THE PROBLEM => Produce an exact copy of all the records.
━━ SUPPLIED MATERIAL ━━
// Copyright (c) 2025 Erick Bourgeois, firestoned
// SPDX-License-Identifier: MIT

//! Common label and annotation constants used across all rendered resources.
//!
//! This module defines standard Kubernetes labels plus the O-RAN / Nephio
//! labels and annotations the materializer stamps onto every package, to
//! ensure consistency across all resources created by the controller.

// ============================================================================
// Kubernetes Standard Labels
// https://kubernetes.io/docs/concepts/overview/working-with-objects/common-labels/
// ============================================================================

/// Standard label for the component name within the architecture (e.g., "network-function")
pub const K8S_COMPONENT: &str = "app.kubernetes.io/component";

/// Standard label for the tool being used to manage the operation of an application
pub const K8S_MANAGED_BY: &str = "app.kubernetes.io/managed-by";

/// Standard label for the name of the application (e.g., "gnb")
pub const K8S_NAME: &str = "app.kubernetes.io/name";

/// Standard label for a unique name identifying the instance of an application
pub const K8S_INSTANCE: &str = "app.kubernetes.io/instance";

/// Standard label for the name of a higher-level application this one is part of
pub const K8S_PART_OF: &str = "app.kubernetes.io/part-of";

/// Well-known label carrying the topology zone of a node
pub const K8S_ZONE: &str = "topology.kubernetes.io/zone";

/// Well-known label the API server stamps on every namespace with its own name
pub const K8S_NAMESPACE_NAME: &str = "kubernetes.io/metadata.name";

// ============================================================================
// Kubernetes Standard Label Values
// ============================================================================

/// Value for `app.kubernetes.io/part-of` on every slice resource
pub const PART_OF_SLICE: &str = "network-slice";

/// Component value for rendered network-function workloads
pub const COMPONENT_NETWORK_FUNCTION: &str = "network-function";

/// Component value for the slice-orchestration package
pub const COMPONENT_SLICE_ORCHESTRATION: &str = "slice-orchestration";

/// Component value for the sync-wiring package
pub const COMPONENT_SYNC_WIRING: &str = "sync-wiring";

/// Value for `app.kubernetes.io/managed-by` on everything this operator renders
pub const MANAGED_BY_NEPHIO_ADAPTER: &str = "nephio-adapter";

// ============================================================================
// O-RAN Labels
// ============================================================================

/// Label carrying the network-function type (gnb, amf, smf, upf, cu, du, tn)
pub const ORAN_VNF_TYPE_LABEL: &str = "oran.io/vnf-type";

/// Label carrying the cloud type the workload was placed on (edge, regional, central)
pub const ORAN_CLOUD_TYPE_LABEL: &str = "oran.io/cloud-type";

/// Label carrying the inventory site the workload was placed on
pub const ORAN_SITE_LABEL: &str = "oran.io/site";

/// Label carrying the slice the workload belongs to
pub const ORAN_SLICE_LABEL: &str = "oran.io/slice";

/// Nephio component label stamped on every rendered resource
pub const NEPHIO_COMPONENT_LABEL: &str = "nephio.org/component";

// ============================================================================
// O-RAN Annotations
// ============================================================================

/// Annotation carrying the intent's bandwidth target
pub const ORAN_QOS_BANDWIDTH_ANNOTATION: &str = "oran.io/qos-bandwidth";

/// Annotation carrying the intent's latency target
pub const ORAN_QOS_LATENCY_ANNOTATION: &str = "oran.io/qos-latency";

/// Annotation carrying the QoS class derived from the latency target
pub const ORAN_QOS_CLASS_ANNOTATION: &str = "oran.io/qos-class";

/// Toleration key applied when the latency target is at or below one millisecond
pub const ORAN_ULTRA_LOW_LATENCY_KEY: &str = "oran.io/ultra-low-latency";

/// Annotation carrying the render timestamp (excluded from determinism checks)
pub const GENERATED_AT_ANNOTATION: &str = "mano.oran.io/generated-at";

// ============================================================================
// Inventory Labels
// ============================================================================

/// Site label naming the workload cluster that hosts the site
pub const SITE_CLUSTER_LABEL: &str = "mano.oran.io/cluster";

// ============================================================================
// Finalizers
// ============================================================================

/// Finalizer for `NetworkSliceIntent` resources
pub const FINALIZER_NETWORK_SLICE_INTENT: &str = "nephio-adapter/finalizer";
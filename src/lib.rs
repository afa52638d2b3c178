// Copyright (c) 2025 Erick Bourgeois, firestoned
// SPDX-License-Identifier: MIT

#![allow(unexpected_cfgs)]

//! # nephio-adapter - Intent-driven 5G Network Slice Operator
//!
//! nephio-adapter is a Kubernetes operator written in Rust that turns
//! declarative network slice intents into deployed 5G network-function
//! workloads across a fleet of geographically distributed clusters.
//!
//! ## Overview
//!
//! An operator submits a [`crd::NetworkSliceIntent`] naming a slice type
//! (eMBB, uRLLC, mIoT), QoS targets and a list of network functions (gNB,
//! AMF, SMF, UPF, ...). The controller then:
//!
//! - plans where each function should run ([`placement`])
//! - materializes a deployment package per function ([`package`])
//! - publishes the packages to per-cluster repositories through the
//!   package-revision service ([`porch`])
//! - watches the deployment-management service until every function reports
//!   ready ([`deployment`])
//!
//! driving each intent from *Pending* to *Ready* under a strict end-to-end
//! deadline, with a finalizer-guarded teardown path.
//!
//! ## Modules
//!
//! - [`crd`] - Custom Resource Definition types for slice intents
//! - [`reconcilers`] - The intent state machine and its support code
//! - [`placement`] - Deterministic multi-site placement planning
//! - [`package`] - KRM package materialization with Kptfile pipelines
//! - [`porch`] - Package-revision service client and publisher
//! - [`inventory`] - Site inventory client
//! - [`deployment`] - Deployment-management client and status aggregation
//!
//! ## Example
//!
//! ```rust,no_run
//! use nephio_adapter::crd::{QosProfile, SliceType};
//!
//! let qos = QosProfile {
//!     bandwidth: "4.5Mbps".to_string(),
//!     latency: "10ms".to_string(),
//!     reliability: Some("0.999".to_string()),
//!     slice_type: Some(SliceType::Embb),
//! };
//! ```
//!
//! ## Features
//!
//! - **Deterministic planning** - Same intent and inventory snapshot, same
//!   placement decisions
//! - **Deterministic rendering** - Re-materializing an intent is
//!   byte-identical modulo the render timestamp
//! - **Status tracking** - Full status subresource with phase, conditions
//!   and per-function readiness

pub mod constants;
pub mod context;
pub mod crd;
pub mod deployment;
pub mod errors;
pub mod inventory;
pub mod labels;
pub mod metrics;
pub mod package;
pub mod placement;
pub mod porch;
pub mod qos;
pub mod reconcilers;
pub mod status_reasons;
━━━
EXERCISE OUTPUT =>
// Copyright (c) 2025 Erick Bourgeois, firestoned
// SPDX-License-Identifier: MIT

//! Common label and annotation constants used across all rendered resources.
//!
//! This module defines standard Kubernetes labels plus the O-RAN / Nephio
//! labels and annotations the materializer stamps onto every package, to
//! ensure consistency across all resources created by the controller.

// ============================================================================
// Kubernetes Standard Labels
// https://kubernetes.io/docs/concepts/overview/working-with-objects/common-labels/
// ============================================================================

/// Standard label for the component name within the architecture (e.g., "network-function")
pub const K8S_COMPONENT: &str = "app.kubernetes.io/component";

/// Standard label for the tool being used to manage the operation of an application
pub const K8S_MANAGED_BY: &str = "app.kubernetes.io/managed-by";

/// Standard label for the name of the application (e.g., "gnb")
pub const K8S_NAME: &str = "app.kubernetes.io/name";

/// Standard label for a unique name identifying the instance of an application
pub const K8S_INSTANCE: &str = "app.kubernetes.io/instance";

/// Standard label for the name of a higher-level application this one is part of
pub const K8S_PART_OF: &str = "app.kubernetes.io/part-of";

/// Well-known label carrying the topology zone of a node
pub const K8S_ZONE: &str = "topology.kubernetes.io/zone";

/// Well-known label the API server stamps on every namespace with its own name
pub const K8S_NAMESPACE_NAME: &str = "kubernetes.io/metadata.name";

// ============================================================================
// Kubernetes Standard Label Values
// ============================================================================

/// Value for `app.kubernetes.io/part-of` on every slice resource
pub const PART_OF_SLICE: &str = "network-slice";

/// Component value for rendered network-function workloads
pub const COMPONENT_NETWORK_FUNCTION: &str = "network-function";

/// Component value for the slice-orchestration package
pub const COMPONENT_SLICE_ORCHESTRATION: &str = "slice-orchestration";

/// Component value for the sync-wiring package
pub const COMPONENT_SYNC_WIRING: &str = "sync-wiring";

/// Value for `app.kubernetes.io/managed-by` on everything this operator renders
pub const MANAGED_BY_NEPHIO_ADAPTER: &str = "nephio-adapter";

// ============================================================================
// O-RAN Labels
// ============================================================================

/// Label carrying the network-function type (gnb, amf, smf, upf, cu, du, tn)
pub const ORAN_VNF_TYPE_LABEL: &str = "oran.io/vnf-type";

/// Label carrying the cloud type the workload was placed on (edge, regional, central)
pub const ORAN_CLOUD_TYPE_LABEL: &str = "oran.io/cloud-type";

/// Label carrying the inventory site the workload was placed on
pub const ORAN_SITE_LABEL: &str = "oran.io/site";

/// Label carrying the slice the workload belongs to
pub const ORAN_SLICE_LABEL: &str = "oran.io/slice";

/// Nephio component label stamped on every rendered resource
pub const NEPHIO_COMPONENT_LABEL: &str = "nephio.org/component";

// ============================================================================
// O-RAN Annotations
// ============================================================================

/// Annotation carrying the intent's bandwidth target
pub const ORAN_QOS_BANDWIDTH_ANNOTATION: &str = "oran.io/qos-bandwidth";

/// Annotation carrying the intent's latency target
pub const ORAN_QOS_LATENCY_ANNOTATION: &str = "oran.io/qos-latency";

/// Annotation carrying the QoS class derived from the latency target
pub const ORAN_QOS_CLASS_ANNOTATION: &str = "oran.io/qos-class";

/// Toleration key applied when the latency target is at or below one millisecond
pub const ORAN_ULTRA_LOW_LATENCY_KEY: &str = "oran.io/ultra-low-latency";

/// Annotation carrying the render timestamp (excluded from determinism checks)
pub const GENERATED_AT_ANNOTATION: &str = "mano.oran.io/generated-at";

// ============================================================================
// Inventory Labels
// ============================================================================

/// Site label naming the workload cluster that hosts the site
pub const SITE_CLUSTER_LABEL: &str = "mano.oran.io/cluster";

// ============================================================================
// Finalizers
// ============================================================================

/// Finalizer for `NetworkSliceIntent` resources
pub const FINALIZER_NETWORK_SLICE_INTENT: &str = "nephio-adapter/finalizer";
filename src/lib.rs
repository afa52638d2b3c178
// Copyright (c) 2025 Erick Bourgeois, firestoned
// SPDX-License-Identifier: MIT

#![allow(unexpected_cfgs)]

//! # nephio-adapter - Intent-driven 5G Network Slice Operator
//!
//! nephio-adapter is a Kubernetes operator written in Rust that turns
//! declarative network slice intents into deployed 5G network-function
//! workloads across a fleet of geographically distributed clusters.
//!
//! ## Overview
//!
//! An operator submits a [`crd::NetworkSliceIntent`] naming a slice type
//! (eMBB, uRLLC, mIoT), QoS targets and a list of network functions (gNB,
//! AMF, SMF, UPF, ...). The controller then:
//!
//! - plans where each function should run ([`placement`])
//! - materializes a deployment package per function ([`package`])
//! - publishes the packages to per-cluster repositories through the
//!   package-revision service ([`porch`])
//! - watches the deployment-management service until every function reports
//!   ready ([`deployment`])
//!
//! driving each intent from *Pending* to *Ready* under a strict end-to-end
//! deadline, with a finalizer-guarded teardown path.
//!
//! ## Modules
//!
//! - [`crd`] - Custom Resource Definition types for slice intents
//! - [`reconcilers`] - The intent state machine and its support code
//! - [`placement`] - Deterministic multi-site placement planning
//! - [`package`] - KRM package materialization with Kptfile pipelines
//! - [`porch`] - Package-revision service client and publisher
//! - [`inventory`] - Site inventory client
//! - [`deployment`] - Deployment-management client and status aggregation
//!
//! ## Example
//!
//! ```rust,no_run
//! use nephio_adapter::crd::{QosProfile, SliceType};
//!
//! let qos = QosProfile {
//!     bandwidth: "4.5Mbps".to_string(),
//!     latency: "10ms".to_string(),
//!     reliability: Some("0.999".to_string()),
//!     slice_type: Some(SliceType::Embb),
//! };
//! ```
//!
//! ## Features
//!
//! - **Deterministic planning** - Same intent and inventory snapshot, same
//!   placement decisions
//! - **Deterministic rendering** - Re-materializing an intent is
//!   byte-identical modulo the render timestamp
//! - **Status tracking** - Full status subresource with phase, conditions
//!   and per-function readiness

pub mod constants;
pub mod context;
pub mod crd;
pub mod deployment;
pub mod errors;
pub mod inventory;
pub mod labels;
pub mod metrics;
pub mod package;
pub mod placement;
pub mod porch;
pub mod qos;
pub mod reconcilers;
pub mod status_reasons;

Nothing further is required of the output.